Wir sind vom Lebensraum, in dem wir uns aufhalten, beeinflusst. Unser Verhalten, unsere Stimmung, unsere Emotionen passen wir ständig der Umgebung an. Kirchenräume sind gute Beispiele dafür, tollt man vor der Kirche vielleicht noch rum, ist die Stimmung beim Betreten sofort ruhig. Im besten Fall schaffen auch banale Räume, wie z.B. Bushaltestellen, ähnlich klare Atmosphären. ArchitektInnen haben die schöne Aufgabe, aber auch die gesellschaftliche Verpflichtung, den Lebensraum angemessen und qualitätsvoll mitzugestalten. Klar sind sie nicht allein dafür verantwortlich, aber ArchitektInnen verfügen über ein Verständnis der vielseitigen Zusammenhänge. Diese Fähigkeit macht sie neben dem Gestalter auch zum Vermittler und Verwalter.

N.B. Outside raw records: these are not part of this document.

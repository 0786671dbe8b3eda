//! Per-state validation (I1's identifier rule, metadata shape).

use super::{ValidationResult, ValidationResultBuilder};
use crate::model::{is_valid_identifier, RawState};

/// Validates a single [`RawState`] in isolation. Cross-state checks (duplicate ids,
/// unreachable/dangling names) belong to `automaton::AutomatonValidator`, which sees the
/// whole state set at once.
pub struct StateValidator;

impl StateValidator {
    pub fn validate(state: &RawState) -> ValidationResult {
        let mut builder = ValidationResultBuilder::new();

        if !is_valid_identifier(&state.id) {
            builder.error(
                "state.invalid_identifier",
                format!(
                    "state id '{}' is not a valid identifier (must match ^[A-Za-z_][A-Za-z0-9_]*$, length <= 100)",
                    state.id
                ),
            );
        }

        if let Some(metadata) = &state.metadata {
            if metadata.is_empty() {
                builder.info("state.empty_metadata", format!("state '{}' has an empty metadata map", state.id));
            }
        }

        builder.build()
    }
}

#[cfg(test)]
mod tests {
    use super::*;

    #[test]
    fn accepts_plain_identifier() {
        let state = RawState::new("q0");
        assert!(StateValidator::validate(&state).is_valid());
    }

    #[test]
    fn rejects_identifier_starting_with_digit() {
        let state = RawState::new("0q");
        let result = StateValidator::validate(&state);
        assert!(!result.is_valid());
        assert_eq!(result.errors().len(), 1);
    }

    #[test]
    fn rejects_empty_identifier() {
        let state = RawState::new("");
        assert!(!StateValidator::validate(&state).is_valid());
    }

    #[test]
    fn rejects_overlong_identifier() {
        let state = RawState::new("q".repeat(101));
        assert!(!StateValidator::validate(&state).is_valid());
    }
}
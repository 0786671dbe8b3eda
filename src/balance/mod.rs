//! Balancing engine: measures a DFA along several axes and reshapes it toward better
//! out-degree distribution, hot-state locality, or memory footprint, without changing its
//! language.
//!
//! Every strategy's output is verified against the input by [`Dfa::equivalent_to`] before
//! `auto_balance` returns it; a strategy that somehow changed the language surfaces as
//! [`EngineError::OptimizationValidationError`] rather than silently shipping a broken automaton.

pub mod memory;
pub mod metrics;
pub mod performance;
pub mod structural;

pub use memory::MemoryStrategy;
pub use metrics::{AccessProfile, BalancingMetrics};
pub use performance::PerformanceStrategy;
pub use structural::StructuralStrategy;

use crate::dfa::Dfa;
use crate::error::EngineError;
use std::collections::HashMap;
use std::rc::Rc;

/// The outcome of running a single balancing strategy: the transformed DFA plus its metrics
/// before and after, so a caller (or `auto_balance`) can judge whether the transform helped.
#[derive(Debug, Clone)]
pub struct BalancingResult {
    pub dfa: Dfa,
    pub metrics_before: BalancingMetrics,
    pub metrics_after: BalancingMetrics,
    /// Shortest word from the initial state to each of the hottest states, as precomputed by
    /// [`performance::fast_path_cache`]. Only [`PerformanceStrategy`] populates this; every
    /// other strategy leaves it `None`.
    pub fast_path_cache: Option<HashMap<Rc<str>, Vec<Rc<str>>>>,
}

/// A named transform that reshapes a DFA's internal structure while preserving its language.
pub trait BalancingStrategy {
    fn name(&self) -> &'static str;
    fn balance(&self, dfa: &Dfa, profile: &AccessProfile) -> Result<BalancingResult, EngineError>;
    fn metrics(&self, dfa: &Dfa, profile: &AccessProfile) -> BalancingMetrics {
        BalancingMetrics::compute(dfa, profile)
    }
    fn is_balanced(&self, dfa: &Dfa, profile: &AccessProfile) -> bool;
}

/// Which strategy to run: a specific one by name, or `Auto` to let the engine pick.
pub enum BalanceChoice<'a> {
    Named(&'a str),
    Auto,
}

/// A `name -> strategy` registry. `auto_balance` evaluates every registered strategy's metrics,
/// picks the one with the largest projected improvement in recognition complexity, applies it,
/// and verifies the result preserves the language before returning it.
pub struct BalancingEngine {
    strategies: HashMap<&'static str, Box<dyn BalancingStrategy>>,
}

impl Default for BalancingEngine {
    fn default() -> Self {
        let mut engine = Self { strategies: HashMap::new() };
        engine.register(Box::new(StructuralStrategy));
        engine.register(Box::new(PerformanceStrategy));
        engine.register(Box::new(MemoryStrategy));
        engine
    }
}

impl BalancingEngine {
    pub fn new() -> Self {
        Self { strategies: HashMap::new() }
    }

    pub fn register(&mut self, strategy: Box<dyn BalancingStrategy>) {
        self.strategies.insert(strategy.name(), strategy);
    }

    pub fn balance(&self, dfa: &Dfa, choice: BalanceChoice<'_>, profile: &AccessProfile) -> Result<BalancingResult, EngineError> {
        match choice {
            BalanceChoice::Named(name) => {
                let strategy = self.strategies.get(name).ok_or_else(|| EngineError::UnknownBalancingStrategy { name: name.to_string() })?;
                self.run_and_verify(dfa, strategy.as_ref(), profile)
            }
            BalanceChoice::Auto => self.auto_balance(dfa, profile),
        }
    }

    /// Runs every registered strategy, picks the one with the largest drop in
    /// `recognition_complexity`, applies it, and verifies language preservation.
    pub fn auto_balance(&self, dfa: &Dfa, profile: &AccessProfile) -> Result<BalancingResult, EngineError> {
        let before = BalancingMetrics::compute(dfa, profile);
        let mut best: Option<BalancingResult> = None;

        for strategy in self.strategies.values() {
            let candidate = self.run_and_verify(dfa, strategy.as_ref(), profile)?;
            let improvement = before.recognition_complexity - candidate.metrics_after.recognition_complexity;
            let best_improvement = best.as_ref().map_or(f64::NEG_INFINITY, |b: &BalancingResult| before.recognition_complexity - b.metrics_after.recognition_complexity);
            if improvement > best_improvement {
                best = Some(candidate);
            }
        }

        best.ok_or_else(|| EngineError::OptimizationValidationError {
            detail: "no balancing strategies registered".to_string(),
        })
    }

    fn run_and_verify(&self, dfa: &Dfa, strategy: &dyn BalancingStrategy, profile: &AccessProfile) -> Result<BalancingResult, EngineError> {
        let result = strategy.balance(dfa, profile)?;
        if !dfa.equivalent_to(&result.dfa) {
            return Err(EngineError::OptimizationValidationError {
                detail: format!("strategy '{}' changed the automaton's language", strategy.name()),
            });
        }
        Ok(result)
    }
}
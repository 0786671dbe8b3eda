//! Crate-wide invariant properties (language preservation under minimization, conversion,
//! algebra, serialization, balancing and pruning) plus a handful of worked scenarios fixed sizes
//! are good at catching but randomized generation tends to walk right past. Generators build
//! through the public `build_dfa`/`build_nfa`/`build_enfa` constructors (rather than literal
//! struct construction) so every generated automaton is guaranteed to already satisfy the
//! builder's structural invariants.

use crate::config::EngineConfig;
use crate::dfa::Dfa;
use crate::model::{RawState, Transition};
use crate::nfa::Nfa;
use proptest::prelude::*;
use std::rc::Rc;

fn state_name(i: usize) -> String {
    format!("s{i}")
}

prop_compose! {
    fn dfa(max_states: usize, alphabet_size: usize)
        (num_states in 2..max_states)
        (
            transitions in prop::collection::vec(prop::collection::vec(0..num_states, alphabet_size), num_states),
            accepting in prop::collection::vec(any::<bool>(), num_states),
            num_states in Just(num_states),
        )
    -> Dfa {
        let states: Vec<RawState> = (0..num_states).map(|i| RawState::new(state_name(i))).collect();
        let alphabet: Vec<Rc<str>> = (0..alphabet_size).map(|i| Rc::from(format!("a{i}").as_str())).collect();
        let mut trans = Vec::new();
        for (src, row) in transitions.iter().enumerate() {
            for (sym_idx, &target) in row.iter().enumerate() {
                trans.push(Transition::symbol_transition(state_name(src), format!("a{sym_idx}"), state_name(target)));
            }
        }
        let finals: Vec<Rc<str>> = accepting.iter().enumerate().filter(|(_, &b)| b).map(|(i, _)| Rc::from(state_name(i).as_str())).collect();
        crate::dfa::build_dfa(&states, &alphabet, &trans, &state_name(0), &finals).unwrap().0
    }
}

prop_compose! {
    fn nfa(max_states: usize, alphabet_size: usize)
        (num_states in 2..max_states)
        (
            transitions in prop::collection::vec(prop::collection::vec(prop::collection::vec(any::<bool>(), num_states), alphabet_size), num_states),
            accepting in prop::collection::vec(any::<bool>(), num_states),
            num_states in Just(num_states),
        )
    -> Nfa {
        let states: Vec<RawState> = (0..num_states).map(|i| RawState::new(state_name(i))).collect();
        let alphabet: Vec<Rc<str>> = (0..alphabet_size).map(|i| Rc::from(format!("a{i}").as_str())).collect();
        let mut trans = Vec::new();
        for (src, row) in transitions.iter().enumerate() {
            for (sym_idx, targets) in row.iter().enumerate() {
                for (dst, &present) in targets.iter().enumerate() {
                    if present {
                        trans.push(Transition::symbol_transition(state_name(src), format!("a{sym_idx}"), state_name(dst)));
                    }
                }
            }
        }
        let finals: Vec<Rc<str>> = accepting.iter().enumerate().filter(|(_, &b)| b).map(|(i, _)| Rc::from(state_name(i).as_str())).collect();
        crate::nfa::build_nfa(&states, &alphabet, &trans, &[Rc::from(state_name(0).as_str())], &finals).unwrap().0
    }
}

proptest! {
    /// minimization never changes the recognized language.
    #[test]
    fn minimize_preserves_acceptance(dfa in dfa(20, 3)) {
        let mut minimized = dfa.clone();
        minimized.minimize();
        prop_assert!(dfa.equivalent_to(&minimized));
        prop_assert!(minimized.equivalent_to(&dfa));
    }

    /// minimizing an already-minimal DFA doesn't shrink it further.
    #[test]
    fn minimize_is_idempotent(dfa in dfa(15, 3)) {
        let mut once = dfa.clone();
        once.minimize();
        let mut twice = once.clone();
        twice.minimize();
        prop_assert_eq!(once.states().len(), twice.states().len());
    }

    /// subset construction preserves the recognized language.
    #[test]
    fn convert_to_dfa_preserves_acceptance(nfa in nfa(12, 3)) {
        let config = EngineConfig::default();
        let converted = nfa.to_dfa_with_config(&config).unwrap();
        prop_assert!(nfa.equivalent_to(&converted.clone().to_nfa()));
    }

    /// double complement is the identity (up to language equivalence).
    #[test]
    fn complement_is_an_involution(dfa in dfa(15, 3)) {
        let once = crate::algebra::complement(&dfa);
        let twice = crate::algebra::complement(&once);
        let completed = crate::optimize::completed_with_sink(&dfa);
        prop_assert!(completed.equivalent_to(&twice));
    }

    /// union and intersection are commutative up to language equivalence.
    #[test]
    fn union_and_intersection_are_commutative(a in dfa(12, 3), b in dfa(12, 3)) {
        let union_ab = crate::algebra::union(&a, &b).unwrap();
        let union_ba = crate::algebra::union(&b, &a).unwrap();
        prop_assert!(union_ab.equivalent_to(&union_ba));

        let inter_ab = crate::algebra::intersection(&a, &b).unwrap();
        let inter_ba = crate::algebra::intersection(&b, &a).unwrap();
        prop_assert!(inter_ab.equivalent_to(&inter_ba));
    }

    /// JSON serialization round-trips to a language-equivalent automaton.
    #[test]
    fn json_round_trip_preserves_language(dfa in dfa(15, 3)) {
        let json = crate::serialization::dfa_to_json(&dfa).unwrap();
        let (reloaded, _) = crate::serialization::dfa_from_json(&json).unwrap();
        prop_assert!(dfa.equivalent_to(&reloaded));
    }

    /// every registered balancing strategy preserves the recognized language.
    #[test]
    fn balancing_preserves_language(dfa in dfa(15, 3)) {
        let engine = crate::balance::BalancingEngine::default();
        let profile = crate::balance::metrics::uniform_profile(&dfa);
        let result = engine.balance(&dfa, crate::balance::BalanceChoice::Auto, &profile).unwrap();
        prop_assert!(dfa.equivalent_to(&result.dfa));
    }

    /// pruning unreachable/non-coaccessible states never changes the recognized language.
    #[test]
    fn pruning_preserves_language(dfa in dfa(20, 3)) {
        let mut pruned = dfa.clone();
        pruned.remove_unreachable_states();
        crate::optimize::prune_non_coaccessible(&mut pruned);
        prop_assert!(dfa.equivalent_to(&pruned));
    }
}

/// Concrete scenario: a 2-state DFA over {a, b} accepting strings with an odd number of `a`s.
#[test]
fn scenario_odd_number_of_a_over_ab() {
    let states = vec![RawState::new("even"), RawState::new("odd")];
    let alphabet = vec![Rc::from("a"), Rc::from("b")];
    let transitions = vec![
        Transition::symbol_transition("even", "a", "odd"),
        Transition::symbol_transition("even", "b", "even"),
        Transition::symbol_transition("odd", "a", "even"),
        Transition::symbol_transition("odd", "b", "odd"),
    ];
    let (dfa, validation) = crate::dfa::build_dfa(&states, &alphabet, &transitions, "even", &[Rc::from("odd")]).unwrap();
    assert!(validation.is_valid());
    assert!(dfa.accepts(&["a"]).unwrap());
    assert!(dfa.accepts(&["a", "a", "a"]).unwrap());
    assert!(!dfa.accepts(&["a", "a"]).unwrap());
    assert!(!dfa.accepts(&[]).unwrap());
}

/// Concrete scenario: a 5-state DFA with two equivalence classes minimizes down to 2 states.
#[test]
fn scenario_five_state_dfa_minimizes_to_two_classes() {
    let states = vec![
        RawState::new("a"),
        RawState::new("b"),
        RawState::new("c"),
        RawState::new("d"),
        RawState::new("e"),
    ];
    let alphabet = vec![Rc::from("0"), Rc::from("1")];
    let transitions = vec![
        Transition::symbol_transition("a", "0", "b"),
        Transition::symbol_transition("a", "1", "c"),
        Transition::symbol_transition("b", "0", "a"),
        Transition::symbol_transition("b", "1", "d"),
        Transition::symbol_transition("c", "0", "e"),
        Transition::symbol_transition("c", "1", "b"),
        Transition::symbol_transition("d", "0", "e"),
        Transition::symbol_transition("d", "1", "a"),
        Transition::symbol_transition("e", "0", "e"),
        Transition::symbol_transition("e", "1", "e"),
    ];
    let finals: Vec<Rc<str>> = vec![Rc::from("a"), Rc::from("b"), Rc::from("c"), Rc::from("d")];
    let (dfa, _) = crate::dfa::build_dfa(&states, &alphabet, &transitions, "a", &finals).unwrap();
    let mut minimized = dfa.clone();
    minimized.minimize();
    assert_eq!(minimized.states().len(), 2);
    assert!(dfa.equivalent_to(&minimized));
}

/// Concrete scenario: an εNFA over {a} accepting `a*` (including the empty word via an
/// ε-transition straight to the final state).
#[test]
fn scenario_enfa_over_a_accepts_a_star() {
    let states = vec![RawState::new("s0"), RawState::new("s1")];
    let transitions = vec![
        Transition::epsilon_transition("s0", "s1"),
        Transition::symbol_transition("s1", "a", "s1"),
    ];
    let (enfa, validation) = crate::nfa::build_enfa(&states, &[Rc::from("a")], &transitions, &[Rc::from("s0")], &[Rc::from("s1")]).unwrap();
    assert!(validation.is_valid());
    assert!(enfa.accepts(&[]).unwrap());
    assert!(enfa.accepts(&["a", "a", "a"]).unwrap());
}

/// Concrete scenario: the classic "nth-from-last symbol is `a`" NFA with n=4 determinizes to
/// exactly 2^4 = 16 DFA states.
#[test]
fn scenario_nth_from_last_determinizes_to_sixteen_states() {
    let n = 4;
    let states: Vec<RawState> = (0..=n).map(|i| RawState::new(format!("s{i}"))).collect();
    let mut transitions = Vec::new();
    for i in 0..=n {
        transitions.push(Transition::symbol_transition(format!("s{i}"), "a", format!("s{i}")));
        if i < n {
            transitions.push(Transition::symbol_transition(format!("s{i}"), "a", format!("s{}", i + 1)));
        }
    }
    let (nfa, _) = crate::nfa::build_nfa(&states, &[Rc::from("a")], &transitions, &[Rc::from("s0")], &[Rc::from(format!("s{n}").as_str())]).unwrap();
    let dfa = nfa.to_dfa();
    assert_eq!(dfa.states().len(), 1 << n);
}

/// Concrete scenario: union of `a*` and `b*` accepts exactly the words made of all `a`s or all
/// `b`s (and rejects any mix).
#[test]
fn scenario_a_star_union_b_star() {
    let a_states = vec![RawState::new("qa")];
    let (a, _) = crate::dfa::build_dfa(&a_states, &[Rc::from("a"), Rc::from("b")], &[Transition::symbol_transition("qa", "a", "qa")], "qa", &[Rc::from("qa")]).unwrap();
    let b_states = vec![RawState::new("qb")];
    let (b, _) = crate::dfa::build_dfa(&b_states, &[Rc::from("a"), Rc::from("b")], &[Transition::symbol_transition("qb", "b", "qb")], "qb", &[Rc::from("qb")]).unwrap();

    let union = crate::algebra::union(&a, &b).unwrap();
    assert!(union.accepts(&[]).unwrap());
    assert!(union.accepts(&["a", "a", "a"]).unwrap());
    assert!(union.accepts(&["b", "b"]).unwrap());
    assert!(!union.accepts(&["a", "b"]).unwrap());
}

/// Concrete scenario: balancing a 50-state random DFA never changes its recognized language.
#[test]
fn scenario_fifty_state_random_dfa_balances_without_changing_language() {
    use rand::prelude::*;
    let mut rng = rand::rngs::StdRng::seed_from_u64(42);
    let n = 50;
    let states: Vec<RawState> = (0..n).map(|i| RawState::new(state_name(i))).collect();
    let alphabet = vec![Rc::from("a"), Rc::from("b"), Rc::from("c")];
    let mut transitions = Vec::new();
    for i in 0..n {
        for symbol in ["a", "b", "c"] {
            let target = rng.gen_range(0..n);
            transitions.push(Transition::symbol_transition(state_name(i), symbol, state_name(target)));
        }
    }
    let finals: Vec<Rc<str>> = (0..n).filter(|i| i % 4 == 0).map(|i| Rc::from(state_name(i).as_str())).collect();
    let (dfa, _) = crate::dfa::build_dfa(&states, &alphabet, &transitions, &state_name(0), &finals).unwrap();

    let engine = crate::balance::BalancingEngine::default();
    let profile = crate::balance::metrics::uniform_profile(&dfa);
    let result = engine.balance(&dfa, crate::balance::BalanceChoice::Auto, &profile).unwrap();
    assert!(dfa.equivalent_to(&result.dfa));
}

Welche Rolle sollte heute die Politik gegenüber der Architektur spielen?
Die Politik bestimmt die Wertediskussion. Sie hat die Möglichkeit, die Prioritäten der Werte zu verschieben. Heute dominieren der monetäre Wert sowie die Diskussionen in der Politik wie auch in der Gesellschaft. Baukulturelle Werte haben mit der Erklärung von Davos an Präsenz gewonnen. Mit dem daraus folgenden Bewertungssystem wurde ein Werkzeug erstellt, um Architektur in baukulturellen Aspekten zu vergleichen. Mit diesem Instrument erhalten Politiker zugleich schlagkräftige Argumente, um sich für eine hohe Baukultur einzusetzen.
Kann Architektur die Welt verbessern?
Architektur gestaltet die Kulturlandschaft, in der wir leben. Sie hilft der Gesellschaft, sich mit der Umwelt und der Geschichte auseinanderzusetzen. Zumindest in ideologischer Sicht sollte sie die Welt stets verbessern. Und wenn durch Architektur qualitätsvolle Lebensräume und Identität erschaffen werden, kann sie auch lokal und direkt die Welt verbessern.